If one chooses to emphasize a portion of a process over another that came before it, it can leave an impression that borders on disingenuous about the depth, breadth, and extent of the process that's being emphasized. And then there's the stuff that happens 'off camera.' 

It likely comes down to the simple calculus of another book about tablesaws and bandsaws being a hard sell, and/or wanting to capitalize on the mini-Renaissance in "hand tool woodworking." Dog Bites Man, or Man Bites Dog? Which headline would get your attention?

Simple matter-of-fact woodworking instruction is one thing. What substantially consists of advocacy of AN APPROACH to woodworking, which turns out to be largely illusory in actual fact, is quite another. But then, there's always the next book and by golly it just could be about using a tablesaw.

Weighing the merits of a true scrub vs. a heavily cambered English jack with a vintage 5hp 20" Powermatic planer visible in the background is always good for an arched eyebrow, if not a little chortle. Ditto comparing and contrasting plough planes when the latest Festool with plunging facility is only a few steps away in the tool cabinet. That is at its essence what most of this is boils down to: a parlour (had to throw in the "u") trick for the public and for the sake of book sales (or internet "street cred") and likely not how things get done in private.

After all, we watched Norm build furniture with power tools for a couple decades. No do-overs allowed these days. Unless nobody is watching.

Brand management eventually comes down to making something old new again. Putting a heavy gloss on blended woodworking to the point it actually starts to look like something else is just good brand management, a new box for the same old washing powder.


----------



## Andy Kev. (1 Jun 2015)

AndyT":20d7jcyn said:


> Just to add one minor point, the title seems very clear to me.
> 
> In the US, under the influence of Norm Abram and increasing availability of affordable power tools, the conventional approach to woodwork could be seen as needing a big workshop with a lot of machines, the more the better.
> Schwarz presents a contrary view - that you don't need all that stuff to do good, satisfying work. Indeed, he says that you don't even need many hand tools - only as many as will fit into one box.
> ...



There's more to the use of the word "Anarchist" in the title than a wish to be eye-catching. In the book he makes it quite clear that he's not referring to what we in the UK and Europe usually understand by the term i.e. an extremely radical political movement. He uses it to refer to an attempt to break the cycle of consume, throw away and consume again, something which is pushed by big business: sell something which is barely fit for purpose, in the knowledge that it will break down/fall apart after a while and then sell the replacement. In his view, to make furniture or to use tools which will last for a century or more is to break the cycle of endless consumption.

Hence my reference in the review to us often bemoaning the fact that they don't make things like they used to. If big firms did make them like they used to, they would soon collapse as their current business models can't cope with that. Smallish firms like Clifton, Lie Nielson and Veritas produce products to old fashioned standards at the kind of price you would expect but that in the long run is cheaper. You can buy a junk tool for a fifth of the price but you'll buy it five times in your lifetime, especially if it is electric.

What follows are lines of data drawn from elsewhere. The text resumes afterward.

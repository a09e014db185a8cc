//! # 数据模型模块
//!
//! 定义散射样品、倒空间采样网格和强度场数据模型。
//!
//! ## 依赖关系
//! - 被 `saxs/` 和 `commands/` 使用
//! - 子模块: cylinder, grid, field

pub mod cylinder;
pub mod field;
pub mod grid;

pub use cylinder::Cylinder;
pub use field::{FieldStats, IntensityField};
pub use grid::SamplingGrid;
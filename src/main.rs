mod cli;
mod config;
mod datasources;
mod error;
mod logic;
mod models;
mod simulator;
mod ussd;

use chrono::Utc;
use clap::Parser;
use cli::{Cli, Commands, SimulateArgs};
use config::Config;
use datasources::OpenWeatherMapClient;
use error::Result;
use logic::{summarize_days, AdviceEngine, FORECAST_DAYS};
use models::Language;
use simulator::GatewaySimulator;
use std::sync::Arc;
use tracing_subscriber::EnvFilter;
use ussd::{InMemorySessionStore, UssdService};

#[tokio::main]
async fn main() -> Result<()> {
    // Load .env file if present
    let _ = dotenvy::dotenv();

    let cli = Cli::parse();

    // Logs go to stderr so stdout stays clean for USSD screens and JSON
    let default_level = match cli.verbose {
        0 => "warn",
        1 => "debug",
        _ => "trace",
    };
    tracing_subscriber::fmt()
        .with_env_filter(
            EnvFilter::try_from_default_env().unwrap_or_else(|_| EnvFilter::new(default_level)),
        )
        .with_writer(std::io::stderr)
        .init();

    if let Err(e) = run(cli).await {
        eprintln!("Error: {}", e);
        std::process::exit(1);
    }

    Ok(())
}

async fn run(cli: Cli) -> Result<()> {
    let command = cli
        .command
        .unwrap_or_else(|| Commands::Simulate(SimulateArgs::default()));

    if let Commands::Init = command {
        let (_, path) = Config::setup_interactive()?;
        println!("Config written to {}", path.display());
        return Ok(());
    }

    if !Config::exists(cli.config.as_ref()) {
        eprintln!("No config file found.");
        eprintln!("Run `farmweather init` or copy config/config.yaml.example to config/config.yaml");
        std::process::exit(1);
    }

    let config = match Config::load(cli.config.as_ref()) {
        Ok(c) => c,
        Err(e) => {
            eprintln!("Configuration error: {}", e);
            std::process::exit(1);
        }
    };
    tracing::debug!("Loaded config: {:?}", config);

    let client = Arc::new(OpenWeatherMapClient::new(config.openweathermap.clone())?);
    let default_location = config.ussd.default_location.clone();

    match command {
        Commands::Simulate(args) => {
            let store = Arc::new(InMemorySessionStore::new(default_location));
            let service = UssdService::new(store, client, &config.ussd);
            let session_id = args
                .session_id
                .unwrap_or_else(|| format!("sim-{}", Utc::now().timestamp_millis()));
            let simulator = GatewaySimulator::new(session_id, args.phone, args.service_code);
            simulator::run(&service, simulator).await?;
        }
        Commands::Weather { location } => {
            let location = location.unwrap_or(default_location);
            let weather = client.fetch_current(&location).await?;
            println!("{}", serde_json::to_string_pretty(&weather)?);
        }
        Commands::Forecast { location } => {
            let location = location.unwrap_or(default_location);
            let forecast = client.fetch_forecast(&location).await?;
            let days = summarize_days(&forecast.samples, Language::English, FORECAST_DAYS);

            let output = serde_json::json!({
                "forecast": forecast,
                "days": days,
            });
            println!("{}", serde_json::to_string_pretty(&output)?);
        }
        Commands::Check => {
            println!("Config: OK");
            println!("  Default location: {}", default_location);
            println!("  Session timeout: {}s", config.ussd.session_timeout_secs);
            println!(
                "  Advice rules: {}",
                AdviceEngine::new().list_rules().join(", ")
            );

            match client.test_connection(&default_location).await {
                Ok(true) => println!("OpenWeatherMap: OK"),
                Ok(false) => println!("OpenWeatherMap: FAILED (unexpected response)"),
                Err(e) => println!("OpenWeatherMap: OFFLINE ({})", e),
            }
        }
        Commands::Init => {}
    }

    Ok(())
}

It's also worth pointing out that, as mentioned above, Schwarz does indeed discuss what he believes to be the most essential power tools for the woodworker who predominantly uses hand tools. In other words he is neither dogmatic nor purist.

Finally, the book describes how he slowly made the realisation that there is a world outside power tools (which is where he seems to have started) and how he moved more to hand tools. I get the impression that power tools came to dominate in the USA a generation before they did in the UK and he no doubt started writing the book in an entirely American cultural context.


----------



## CStanford (1 Jun 2015)

Schwarz's approach might have made sense ten or fifteen years ago, or maybe never. Exactly who is his audience? Likely an audience who never has had a desire to build throwaway furniture and never will. I don't see much throwaway furniture from the early days (really any era for that matter) of Fine Woodworking, American Woodworker, or any of the other major publications from this side of the pond. How 'bout your side? Surely people who would own a copy of The Anarchist never had an intention to tool up (hand or power or both) in order to build junk did they? I simply don't get it, do people really need reassurance that it's ok to build a nice piece of furniture and gain enjoyment from doing so? Fine Woodworking built its brand on the backs of woodworkers who almost to a man had a very blended operation (and a pretty pedestrian lineup of power equipment) with plenty of hand tool work a feature of all their projects (Tage Frid, et al.)

He's preaching to the choir it seems to me, or railing against third-rate sources the majority of which people don't pay attention to in the first place. If any magazine has a bit of specious history with regard to the quality of its projects over the years it's Popular Woodworking. Maybe it's all just an exercise in crapping in one's own nest, a savior complex, or something else. Somebody should also remind Schwarz **newsflash** that Norm Abrams retired three or four years ago and his show is no longer on television.

With regard to the 'machine issue' Schwarz may say you don't need a whole lot of power equipment to do good work (of course you don't, this isn't new news) yet he has all of it and more. And what he didn't, or doesn't, personally own he had access to for years in Popular Woodworking's shop, along with lumber store, supplies, and assorted accoutrement.

It's all just a tarted-up, quasi-polemical repackaging of material covered decades ago in the woodworking classics and better magazines, and proof that squeal sells.


----------



## AndyT (1 Jun 2015)

Andy, thanks for the extra explanation of the title.
I just wanted to make the point that I found the title intelligible, but I had missed the point about reducing avoidable consumption, so thanks for that.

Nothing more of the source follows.